*Exercise prompt*.
Send back all of the data, word for word.

━━━ Supplied data

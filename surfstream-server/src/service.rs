//! Frame server service core logic.
//!
//! Wires the configured frame source, the frame store, the optional
//! raw forwarder and the TCP frame server together, and runs them until
//! stopped.

use std::sync::Arc;
use std::sync::atomic::AtomicBool;

use tokio::task::JoinHandle;
use tracing::{error, info, warn};

use surfstream_core::error::StreamError;
use surfstream_core::forwarder::FrameForwarder;
use surfstream_core::server::{DrainReport, FrameServer, ServerContext};
use surfstream_core::source::{FramePump, FrameSource, PumpReport, SyntheticSource};
use surfstream_core::store::FrameStore;

use crate::config::{SourceKind, SurfstreamConfig};
use crate::source::RawFileSource;

// ── SurfstreamService ────────────────────────────────────────────

/// The top-level frame server service.
pub struct SurfstreamService {
    config: SurfstreamConfig,
    ctx: Arc<ServerContext>,
}

impl SurfstreamService {
    pub fn new(config: SurfstreamConfig) -> Self {
        let ctx = ServerContext::new(config.poll_interval());
        Self { config, ctx }
    }

    /// Obtain a handle that can be used to stop the service from
    /// another task or a signal handler.
    pub fn stop_handle(&self) -> Arc<AtomicBool> {
        self.ctx.stop_handle()
    }

    pub fn context(&self) -> &Arc<ServerContext> {
        &self.ctx
    }

    /// Run the service until stopped.
    ///
    /// 1. Binds the frame server (a bind failure is returned).
    /// 2. Starts the frame pump for the configured source.
    /// 3. Serves clients until the running flag is cleared.
    /// 4. Drains sessions and workers and reports how that went.
    pub async fn run(&self) -> Result<DrainReport, StreamError> {
        let codec = self.config.codec();
        let store = FrameStore::new(codec, Arc::clone(&self.ctx));

        let server = FrameServer::bind(
            self.config.to_server_config(),
            Arc::clone(&self.ctx),
            Arc::clone(&store),
        )
        .await?;
        info!(
            addr = %server.local_addr(),
            frame = %codec.dimensions(),
            mode = %codec.mode(),
            "frame server bound"
        );

        let pump = match self.start_pump(&store).await {
            Ok(pump) => pump,
            Err(e) => {
                self.ctx.stop();
                return Err(e);
            }
        };

        let report = server.run().await;

        if let Some(pump) = pump {
            match pump.await {
                Ok(Ok(r)) => info!(published = r.published, skipped = r.skipped, "pump finished"),
                Ok(Err(e)) => warn!("pump ended with error: {e}"),
                Err(e) => error!("pump task failed: {e}"),
            }
        }

        self.ctx.stop();
        report
    }

    /// Signal the service to stop.
    pub fn stop(&self) {
        self.ctx.stop();
    }

    pub fn is_running(&self) -> bool {
        self.ctx.is_running()
    }

    // ── Internal ─────────────────────────────────────────────────

    async fn start_pump(
        &self,
        store: &Arc<FrameStore>,
    ) -> Result<Option<JoinHandle<Result<PumpReport, StreamError>>>, StreamError> {
        let dims = self.config.dimensions();
        let source = &self.config.source;

        let handle = match source.kind {
            SourceKind::None => {
                info!("no frame source configured; serving the blank frame");
                return Ok(None);
            }
            SourceKind::Synthetic => {
                self.spawn_pump(SyntheticSource::new(dims, source.blobs), store)
            }
            SourceKind::File => {
                let file = RawFileSource::open(&source.path, dims, source.looping).await?;
                self.spawn_pump(file, store)
            }
        };
        Ok(Some(handle))
    }

    fn spawn_pump<S>(
        &self,
        source: S,
        store: &Arc<FrameStore>,
    ) -> JoinHandle<Result<PumpReport, StreamError>>
    where
        S: FrameSource + 'static,
    {
        let mut pump = FramePump::new(
            source,
            Arc::clone(store),
            Arc::clone(&self.ctx),
            self.config.to_pump_config(),
        );
        if let Some(cfg) = self.config.to_forwarder_config() {
            info!(sink = %cfg.target, "raw frame forwarding enabled");
            pump = pump.with_forwarder(FrameForwarder::new(cfg));
        }
        tokio::spawn(pump.run())
    }
}

impl Drop for SurfstreamService {
    fn drop(&mut self) {
        self.ctx.stop();
    }
}

// ── Tests ────────────────────────────────────────────────────────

━━━━━━

*Written solution*.
filename surfstream-server/src/service.rs
//! Frame server service core logic.
//!
//! Wires the configured frame source, the frame store, the optional
//! raw forwarder and the TCP frame server together, and runs them until
//! stopped.

use std::sync::Arc;
use std::sync::atomic::AtomicBool;

use tokio::task::JoinHandle;
use tracing::{error, info, warn};

use surfstream_core::error::StreamError;
use surfstream_core::forwarder::FrameForwarder;
use surfstream_core::server::{DrainReport, FrameServer, ServerContext};
use surfstream_core::source::{FramePump, FrameSource, PumpReport, SyntheticSource};
use surfstream_core::store::FrameStore;

use crate::config::{SourceKind, SurfstreamConfig};
use crate::source::RawFileSource;

// ── SurfstreamService ────────────────────────────────────────────

/// The top-level frame server service.
pub struct SurfstreamService {
    config: SurfstreamConfig,
    ctx: Arc<ServerContext>,
}

impl SurfstreamService {
    pub fn new(config: SurfstreamConfig) -> Self {
        let ctx = ServerContext::new(config.poll_interval());
        Self { config, ctx }
    }

    /// Obtain a handle that can be used to stop the service from
    /// another task or a signal handler.
    pub fn stop_handle(&self) -> Arc<AtomicBool> {
        self.ctx.stop_handle()
    }

    pub fn context(&self) -> &Arc<ServerContext> {
        &self.ctx
    }

    /// Run the service until stopped.
    ///
    /// 1. Binds the frame server (a bind failure is returned).
    /// 2. Starts the frame pump for the configured source.
    /// 3. Serves clients until the running flag is cleared.
    /// 4. Drains sessions and workers and reports how that went.
    pub async fn run(&self) -> Result<DrainReport, StreamError> {
        let codec = self.config.codec();
        let store = FrameStore::new(codec, Arc::clone(&self.ctx));

        let server = FrameServer::bind(
            self.config.to_server_config(),
            Arc::clone(&self.ctx),
            Arc::clone(&store),
        )
        .await?;
        info!(
            addr = %server.local_addr(),
            frame = %codec.dimensions(),
            mode = %codec.mode(),
            "frame server bound"
        );

        let pump = match self.start_pump(&store).await {
            Ok(pump) => pump,
            Err(e) => {
                self.ctx.stop();
                return Err(e);
            }
        };

        let report = server.run().await;

        if let Some(pump) = pump {
            match pump.await {
                Ok(Ok(r)) => info!(published = r.published, skipped = r.skipped, "pump finished"),
                Ok(Err(e)) => warn!("pump ended with error: {e}"),
                Err(e) => error!("pump task failed: {e}"),
            }
        }

        self.ctx.stop();
        report
    }

    /// Signal the service to stop.
    pub fn stop(&self) {
        self.ctx.stop();
    }

    pub fn is_running(&self) -> bool {
        self.ctx.is_running()
    }

    // ── Internal ─────────────────────────────────────────────────

    async fn start_pump(
        &self,
        store: &Arc<FrameStore>,
    ) -> Result<Option<JoinHandle<Result<PumpReport, StreamError>>>, StreamError> {
        let dims = self.config.dimensions();
        let source = &self.config.source;

        let handle = match source.kind {
            SourceKind::None => {
                info!("no frame source configured; serving the blank frame");
                return Ok(None);
            }
            SourceKind::Synthetic => {
                self.spawn_pump(SyntheticSource::new(dims, source.blobs), store)
            }
            SourceKind::File => {
                let file = RawFileSource::open(&source.path, dims, source.looping).await?;
                self.spawn_pump(file, store)
            }
        };
        Ok(Some(handle))
    }

    fn spawn_pump<S>(
        &self,
        source: S,
        store: &Arc<FrameStore>,
    ) -> JoinHandle<Result<PumpReport, StreamError>>
    where
        S: FrameSource + 'static,
    {
        let mut pump = FramePump::new(
            source,
            Arc::clone(store),
            Arc::clone(&self.ctx),
            self.config.to_pump_config(),
        );
        if let Some(cfg) = self.config.to_forwarder_config() {
            info!(sink = %cfg.target, "raw frame forwarding enabled");
            pump = pump.with_forwarder(FrameForwarder::new(cfg));
        }
        tokio::spawn(pump.run())
    }
}

impl Drop for SurfstreamService {
    fn drop(&mut self) {
        self.ctx.stop();
    }
}

// ── Tests ────────────────────────────────────────────────────────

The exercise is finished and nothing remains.